Le poète algérien, Malek Alloula, est décédé le 17 février dernier, au cours d'une résidence d'écriture à Berlin avec le DAAD [1]. En 1966, reprenant le vers d’Hölderlin, il se demandait : « Pourquoi écrire dans cette nuit qui nous environne au milieu de la précarité la plus grande ? »

 
Nous voici à présent
sur le chemin fourchu 
sans autre guide 
que le roseau docile
sous les caprices du vent 
et sans autre souvenir 
que celui de notre soif 
présente dès la lisière. 
Nos seuls compagnons 
avaient choisi le silence 
de l'obstination émue et nous-mêmes
n'espérions plus gagner la halte
tant la marche était nouvelle. [2]
 

La pudeur de la quête

Mallek Malloula est né à Oran en 1937. Auteur de Villes et autres lieux [3], il était « d’une discrétion et d’une pudeur qui m’intimidaient », raconte Tahar Ben Jelloun [4]. Mais plus qu’un trait de caractère, il s’agissait d’une forme d’attention, de crainte même, vis-à-vis de la création poétique. En effet, dans une entrevue à propos de l’un de ses recueils, il précisait : « Cette discrétion serait, paradoxalement, le signe évident de la conscience d’un écart entre le poète dans et hors de son texte. C’est, je pense, une position de retrait respectueux qui invalide toute velléité d’ostentation. » [5] C’est donc sans doute l’étonnement devant ce verbe surgit de la précarité la plus grande [6] qui semble le tenir dans cette humilité : « Quant au dire poétique, comment ne pas être sensible à sa fragilité, à sa ténuité vibratile ? Comment ne pas retrouver, dans certains et nombreux vers de l’universelle poésie, les échos de tant d’indubitables, irrépressibles frissons de vie ? »[7]

Enfance et gratitude

La vie affleure en effet dans la création d’un homme dont l’écriture, « transforme la banalité en un moment d'allégresse », selon Marie-Joëlle Rupp [8]. A propos de son avant-dernier livre, Le cri de Tarzan, il commente : « J’aime à penser que je ne suis rien d’autre que ce que ces lieux ont fait de moi ». Rejetant tout exotisme colonial, il célèbre cependant ces lieux de l’enfance où « un infime rien prend aussitôt les allures de miraculeuses aubaines ». Il épouse alors le rythme de ses origines paysannes et de son « Oranie » : « Un rythme disons de l’approche de l’autre, de l’existence de l’autre. » [9] Pourtant, il ne se complaît pas dans la nostalgie : « Aucune nostalgie de ma propre histoire. Un émerveillement, au contraire, d’avoir vécu cela et d’en retrouver tout frais le souvenir, d’en entendre encore le rire stimulant qui doit continuer de résonner dans les strates atmosphériques de l’éternité. C’est le bonheur d’avoir été pleinement parmi les miens, pleinement dans mon paysage. » [10]
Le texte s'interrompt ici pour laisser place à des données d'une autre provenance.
use composite_canvas::geometry::build_quad;
use composite_canvas::{
    sort_leaves, Canvas, Compositor, Leaf, NodeId, RectLayout, RendererId, RendererSettings, WalkStep, Widget,
};
use composite_core::{BakeSettings, Rect};
use composite_gpu::{HeadlessDevice, Mesh};
use criterion::{black_box, criterion_group, criterion_main, BenchmarkId, Criterion};

const WIDTHS: &[usize] = &[16, 64, 256];
const DEPTH: usize = 4;

struct WalkFixture {
    compositor: Compositor<HeadlessDevice>,
    panel: NodeId,
    renderer: RendererId,
}

impl WalkFixture {
    /// `width` columns below the renderer, each a chain of `DEPTH` widgets.
    fn new(width: usize, stencil: bool) -> Self {
        let mut compositor = Compositor::new(HeadlessDevice::default(), BakeSettings::default());
        let mut mesh = Mesh::new();
        build_quad(&mut mesh, Rect::new(-2.0, -2.0, 4.0, 4.0), [255; 4]);

        let scene = compositor.scene_mut();
        let canvas = scene.add_node(None, "canvas").expect("canvas");
        scene.set_canvas(canvas, Some(Canvas::default())).expect("canvas component");
        scene.set_layout(canvas, RectLayout::new(1920.0, 1080.0)).expect("canvas layout");
        let panel = scene.add_node(Some(canvas), "panel").expect("panel");
        scene.set_layout(panel, RectLayout::new(1600.0, 900.0)).expect("panel layout");

        for column in 0..width {
            let mut parent = panel;
            for level in 0..DEPTH {
                let node = scene
                    .add_node(Some(parent), format!("item-{column}-{level}"))
                    .expect("item");
                // Every other column carries an explicit depth to mix both orderings.
                let mut widget = Widget::new(mesh.clone());
                if column % 2 == 0 {
                    widget = widget.with_depth((width - column) as i32);
                }
                scene.set_widget(node, Some(widget)).expect("widget");
                parent = node;
            }
        }

        let settings = RendererSettings::default().with_stencil(stencil);
        let renderer = compositor.add_renderer(panel, settings).expect("renderer");
        compositor.frame();
        Self {
            compositor,
            panel,
            renderer,
        }
    }

    fn walk(&mut self) -> Vec<WalkStep> {
        self.compositor.begin_frame();
        self.compositor.walk(self.renderer)
    }

    fn leaves(&mut self) -> Vec<Leaf> {
        self.walk()
            .into_iter()
            .filter_map(|step| match step {
                WalkStep::Draw(leaf) => Some(leaf),
                WalkStep::Pop(_) => None,
            })
            .collect()
    }
}

fn bench_walk(c: &mut Criterion) {
    let mut group = c.benchmark_group("walk");
    for &width in WIDTHS {
        let mut fixture = WalkFixture::new(width, false);
        group.bench_with_input(BenchmarkId::new("flat", width), &width, |b, _| {
            b.iter(|| black_box(fixture.walk()))
        });

        let mut stencil = WalkFixture::new(width, true);
        group.bench_with_input(BenchmarkId::new("stencil", width), &width, |b, _| {
            b.iter(|| black_box(stencil.walk()))
        });
    }
    group.finish();
}

fn bench_sort(c: &mut Criterion) {
    let mut group = c.benchmark_group("sort_leaves");
    for &width in WIDTHS {
        let mut fixture = WalkFixture::new(width, false);
        let mut leaves = fixture.leaves();
        leaves.reverse();
        let scene = fixture.compositor.scene();
        group.bench_with_input(BenchmarkId::from_parameter(width), &width, |b, _| {
            b.iter(|| {
                let mut shuffled = leaves.clone();
                sort_leaves(scene, fixture.panel, &mut shuffled);
                black_box(shuffled)
            })
        });
    }
    group.finish();
}

criterion_group!(benches, bench_walk, bench_sort);
criterion_main!(benches);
"En poésie, il y a toujours l’urgence du vivant, même pour un poète tel que moi, si lent, si lent. "

La saveur du temps

Dans le même recueil, il évoquait aussi cette « fraternité oranaise des fines gueules, dont la vocation quasi sacerdotale », selon l’expression de Marie-Joëlle Rupp, tendait à « magnifier l'acte de manger ». Ainsi écrivait-il : « Cette cuisine de gargote, tout aussi ordinaire, pauvre et commune qu'elle peut être […] voici qu'un verbe en transmue la banalité nourricière, en achève l'élévation liturgique ». Comment ne pas savourer alors ce passage de son essai, Les festins de l’exil (2003), où il se plait à dévoiler le caractère sacré de la cuisine : « J'aime imaginer, en matière d'art culinaire, que le temps n'est pas seulement une catégorie abstraite, mesurable. J'aurais plutôt tendance à y voir l'ingrédient par excellence, aussi indispensable que le sel, le poivre et autres épices que l'on verse dans le plat de cuisson. (…) Nous sommes ainsi invités à goûter à la consistance de ce temps cuisiné et, en quelque sorte, à entrer de plain-pied dans une méditation qui restitue à l'acte de manger son vrai sens, celui d'un acte de civilisation. » [11] Dans le temps du poème, comme les saveurs de la cuisine oranaise, les images de l'enfance offrent la possibilité d’humaniser le quotidien.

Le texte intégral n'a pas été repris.